#### Exercise
Read through the listing below and copy each line in which the word "touch" occurs.

#### Entries provided
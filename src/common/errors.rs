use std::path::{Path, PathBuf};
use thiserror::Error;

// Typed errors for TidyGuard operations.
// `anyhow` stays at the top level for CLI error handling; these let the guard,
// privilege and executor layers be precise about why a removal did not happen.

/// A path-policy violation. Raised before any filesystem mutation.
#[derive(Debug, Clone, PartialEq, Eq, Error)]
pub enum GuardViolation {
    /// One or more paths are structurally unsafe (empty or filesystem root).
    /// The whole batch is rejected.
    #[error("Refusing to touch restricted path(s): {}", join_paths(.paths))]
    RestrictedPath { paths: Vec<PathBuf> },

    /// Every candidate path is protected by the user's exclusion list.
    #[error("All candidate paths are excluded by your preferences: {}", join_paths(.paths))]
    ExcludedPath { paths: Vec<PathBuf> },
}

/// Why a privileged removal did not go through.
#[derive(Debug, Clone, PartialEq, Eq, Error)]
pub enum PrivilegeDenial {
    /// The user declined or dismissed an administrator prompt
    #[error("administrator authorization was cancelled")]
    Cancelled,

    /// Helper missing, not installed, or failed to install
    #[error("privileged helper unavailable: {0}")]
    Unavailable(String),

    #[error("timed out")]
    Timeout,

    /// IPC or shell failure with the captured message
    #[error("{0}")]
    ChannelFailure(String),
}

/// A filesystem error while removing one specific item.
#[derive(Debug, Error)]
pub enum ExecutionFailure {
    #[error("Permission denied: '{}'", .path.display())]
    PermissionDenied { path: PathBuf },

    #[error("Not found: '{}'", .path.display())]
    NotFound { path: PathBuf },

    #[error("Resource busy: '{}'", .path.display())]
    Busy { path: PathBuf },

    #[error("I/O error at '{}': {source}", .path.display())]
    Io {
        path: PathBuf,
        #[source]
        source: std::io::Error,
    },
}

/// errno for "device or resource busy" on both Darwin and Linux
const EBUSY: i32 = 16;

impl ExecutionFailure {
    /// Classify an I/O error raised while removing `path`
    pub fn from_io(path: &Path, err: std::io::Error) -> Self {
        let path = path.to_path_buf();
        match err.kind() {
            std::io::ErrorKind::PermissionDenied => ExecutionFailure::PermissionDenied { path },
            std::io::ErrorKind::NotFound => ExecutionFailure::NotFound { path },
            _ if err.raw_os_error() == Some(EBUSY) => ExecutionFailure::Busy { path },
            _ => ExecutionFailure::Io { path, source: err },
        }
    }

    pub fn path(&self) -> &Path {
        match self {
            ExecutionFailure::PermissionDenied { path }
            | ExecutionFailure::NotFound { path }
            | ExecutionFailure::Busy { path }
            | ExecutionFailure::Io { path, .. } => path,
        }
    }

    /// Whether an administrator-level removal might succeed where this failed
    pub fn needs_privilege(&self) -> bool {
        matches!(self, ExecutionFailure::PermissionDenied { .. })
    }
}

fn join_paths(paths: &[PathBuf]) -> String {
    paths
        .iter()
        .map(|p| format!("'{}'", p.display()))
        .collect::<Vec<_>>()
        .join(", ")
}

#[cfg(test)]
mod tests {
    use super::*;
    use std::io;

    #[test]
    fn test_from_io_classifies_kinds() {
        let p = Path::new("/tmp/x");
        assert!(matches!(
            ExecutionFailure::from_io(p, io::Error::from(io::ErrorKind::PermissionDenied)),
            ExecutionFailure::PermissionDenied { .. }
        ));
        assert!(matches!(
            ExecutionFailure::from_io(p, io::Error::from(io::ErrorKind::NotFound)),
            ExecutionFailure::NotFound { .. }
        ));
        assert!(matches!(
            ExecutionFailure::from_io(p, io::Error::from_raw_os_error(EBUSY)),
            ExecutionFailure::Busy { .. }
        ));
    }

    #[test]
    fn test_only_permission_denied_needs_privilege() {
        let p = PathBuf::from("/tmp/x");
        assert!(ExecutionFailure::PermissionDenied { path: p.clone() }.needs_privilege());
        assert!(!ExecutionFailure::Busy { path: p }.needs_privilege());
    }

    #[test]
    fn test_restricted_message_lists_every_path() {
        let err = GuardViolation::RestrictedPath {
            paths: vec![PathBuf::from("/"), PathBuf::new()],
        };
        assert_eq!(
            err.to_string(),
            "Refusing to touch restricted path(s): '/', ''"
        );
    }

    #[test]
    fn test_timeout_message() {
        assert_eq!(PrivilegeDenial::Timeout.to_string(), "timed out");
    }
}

#### Result below
    #[error("Refusing to touch restricted path(s): {}", join_paths(.paths))]
            "Refusing to touch restricted path(s): '/', ''"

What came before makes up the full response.